- Task statement: From the records below, print exactly the lines starting at the one containing "impl TryFrom<i64> for" and ending at the one containing "impl Sub for", ends included, and nothing else.

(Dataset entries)

=====

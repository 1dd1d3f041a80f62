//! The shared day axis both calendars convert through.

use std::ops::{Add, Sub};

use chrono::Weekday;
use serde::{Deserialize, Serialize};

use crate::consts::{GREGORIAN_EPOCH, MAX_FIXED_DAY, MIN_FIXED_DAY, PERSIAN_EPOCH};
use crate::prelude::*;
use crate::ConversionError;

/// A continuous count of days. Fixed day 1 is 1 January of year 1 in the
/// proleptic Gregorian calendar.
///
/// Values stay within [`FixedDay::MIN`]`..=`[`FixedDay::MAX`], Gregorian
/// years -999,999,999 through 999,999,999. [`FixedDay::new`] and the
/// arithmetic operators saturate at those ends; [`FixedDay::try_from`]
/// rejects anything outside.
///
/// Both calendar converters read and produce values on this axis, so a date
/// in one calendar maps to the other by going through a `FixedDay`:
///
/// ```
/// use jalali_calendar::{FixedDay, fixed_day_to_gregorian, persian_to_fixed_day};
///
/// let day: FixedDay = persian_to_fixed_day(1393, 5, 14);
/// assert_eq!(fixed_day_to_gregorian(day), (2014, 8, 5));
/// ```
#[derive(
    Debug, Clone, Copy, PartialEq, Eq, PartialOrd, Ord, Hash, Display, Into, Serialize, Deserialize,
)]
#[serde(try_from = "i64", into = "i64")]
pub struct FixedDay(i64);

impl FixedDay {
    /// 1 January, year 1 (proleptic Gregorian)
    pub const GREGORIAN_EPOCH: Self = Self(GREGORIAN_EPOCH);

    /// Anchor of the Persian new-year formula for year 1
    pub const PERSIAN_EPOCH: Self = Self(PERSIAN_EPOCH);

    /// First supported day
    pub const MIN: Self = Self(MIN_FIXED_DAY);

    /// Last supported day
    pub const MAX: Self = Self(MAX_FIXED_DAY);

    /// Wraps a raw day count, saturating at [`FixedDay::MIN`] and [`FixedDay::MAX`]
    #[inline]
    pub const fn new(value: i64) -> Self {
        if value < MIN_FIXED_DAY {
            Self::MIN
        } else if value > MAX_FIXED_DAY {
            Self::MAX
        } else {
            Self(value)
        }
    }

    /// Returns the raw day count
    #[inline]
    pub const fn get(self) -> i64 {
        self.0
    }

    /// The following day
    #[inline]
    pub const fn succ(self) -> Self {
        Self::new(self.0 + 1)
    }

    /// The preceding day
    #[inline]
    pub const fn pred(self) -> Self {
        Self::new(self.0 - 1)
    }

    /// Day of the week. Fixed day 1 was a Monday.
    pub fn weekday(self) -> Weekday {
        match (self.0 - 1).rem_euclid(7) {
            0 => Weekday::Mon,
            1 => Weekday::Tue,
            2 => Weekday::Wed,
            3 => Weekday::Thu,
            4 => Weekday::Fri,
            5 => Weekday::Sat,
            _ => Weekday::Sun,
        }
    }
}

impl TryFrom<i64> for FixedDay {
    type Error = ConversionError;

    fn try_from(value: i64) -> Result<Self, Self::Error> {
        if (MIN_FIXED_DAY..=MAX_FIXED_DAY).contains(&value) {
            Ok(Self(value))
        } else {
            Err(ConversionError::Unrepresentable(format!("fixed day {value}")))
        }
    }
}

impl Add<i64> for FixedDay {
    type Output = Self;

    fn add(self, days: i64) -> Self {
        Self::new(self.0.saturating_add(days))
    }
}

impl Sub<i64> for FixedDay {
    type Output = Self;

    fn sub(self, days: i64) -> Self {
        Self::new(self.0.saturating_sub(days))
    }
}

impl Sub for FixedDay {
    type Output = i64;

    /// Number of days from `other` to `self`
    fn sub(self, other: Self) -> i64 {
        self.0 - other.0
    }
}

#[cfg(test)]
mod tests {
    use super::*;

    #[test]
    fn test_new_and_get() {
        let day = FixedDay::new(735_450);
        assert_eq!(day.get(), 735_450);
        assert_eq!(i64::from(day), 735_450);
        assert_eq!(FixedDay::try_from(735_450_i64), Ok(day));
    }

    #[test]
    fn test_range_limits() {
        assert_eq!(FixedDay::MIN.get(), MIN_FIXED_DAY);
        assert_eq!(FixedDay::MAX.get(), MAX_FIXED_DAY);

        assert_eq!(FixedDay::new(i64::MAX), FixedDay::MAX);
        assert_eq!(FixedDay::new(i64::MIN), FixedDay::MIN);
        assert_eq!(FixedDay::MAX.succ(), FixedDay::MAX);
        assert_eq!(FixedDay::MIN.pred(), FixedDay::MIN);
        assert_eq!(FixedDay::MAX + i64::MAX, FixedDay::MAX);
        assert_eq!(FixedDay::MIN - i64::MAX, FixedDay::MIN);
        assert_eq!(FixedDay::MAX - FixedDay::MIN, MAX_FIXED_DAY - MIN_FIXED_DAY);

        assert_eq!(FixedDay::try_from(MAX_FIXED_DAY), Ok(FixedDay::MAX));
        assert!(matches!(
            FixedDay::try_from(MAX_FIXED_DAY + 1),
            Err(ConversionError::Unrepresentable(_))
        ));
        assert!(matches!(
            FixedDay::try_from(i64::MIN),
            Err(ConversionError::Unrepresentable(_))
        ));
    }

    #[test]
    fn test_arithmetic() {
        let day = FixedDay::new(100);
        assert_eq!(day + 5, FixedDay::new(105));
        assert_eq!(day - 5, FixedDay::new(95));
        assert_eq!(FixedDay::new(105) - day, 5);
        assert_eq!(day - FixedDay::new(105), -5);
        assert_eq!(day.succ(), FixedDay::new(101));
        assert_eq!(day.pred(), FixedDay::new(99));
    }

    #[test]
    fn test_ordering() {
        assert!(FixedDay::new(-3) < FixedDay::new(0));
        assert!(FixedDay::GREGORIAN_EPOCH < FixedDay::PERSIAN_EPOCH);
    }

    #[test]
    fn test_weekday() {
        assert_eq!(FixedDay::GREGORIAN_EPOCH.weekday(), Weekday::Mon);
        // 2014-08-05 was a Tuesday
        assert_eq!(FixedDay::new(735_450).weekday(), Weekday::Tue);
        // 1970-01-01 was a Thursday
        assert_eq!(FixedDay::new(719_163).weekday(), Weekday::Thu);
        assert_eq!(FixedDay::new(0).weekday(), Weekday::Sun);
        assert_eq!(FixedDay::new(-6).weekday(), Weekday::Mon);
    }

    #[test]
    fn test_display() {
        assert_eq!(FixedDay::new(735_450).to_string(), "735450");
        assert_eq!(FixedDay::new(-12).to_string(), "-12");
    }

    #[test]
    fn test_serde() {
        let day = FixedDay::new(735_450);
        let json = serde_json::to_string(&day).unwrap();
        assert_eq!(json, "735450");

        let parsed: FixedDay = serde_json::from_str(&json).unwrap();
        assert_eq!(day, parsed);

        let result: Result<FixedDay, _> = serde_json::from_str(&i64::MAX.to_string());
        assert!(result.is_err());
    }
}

=====

- Solution:
impl TryFrom<i64> for FixedDay {
    type Error = ConversionError;

    fn try_from(value: i64) -> Result<Self, Self::Error> {
        if (MIN_FIXED_DAY..=MAX_FIXED_DAY).contains(&value) {
            Ok(Self(value))
        } else {
            Err(ConversionError::Unrepresentable(format!("fixed day {value}")))
        }
    }
}

impl Add<i64> for FixedDay {
    type Output = Self;

    fn add(self, days: i64) -> Self {
        Self::new(self.0.saturating_add(days))
    }
}

impl Sub<i64> for FixedDay {
    type Output = Self;

    fn sub(self, days: i64) -> Self {
        Self::new(self.0.saturating_sub(days))
    }
}

impl Sub for FixedDay {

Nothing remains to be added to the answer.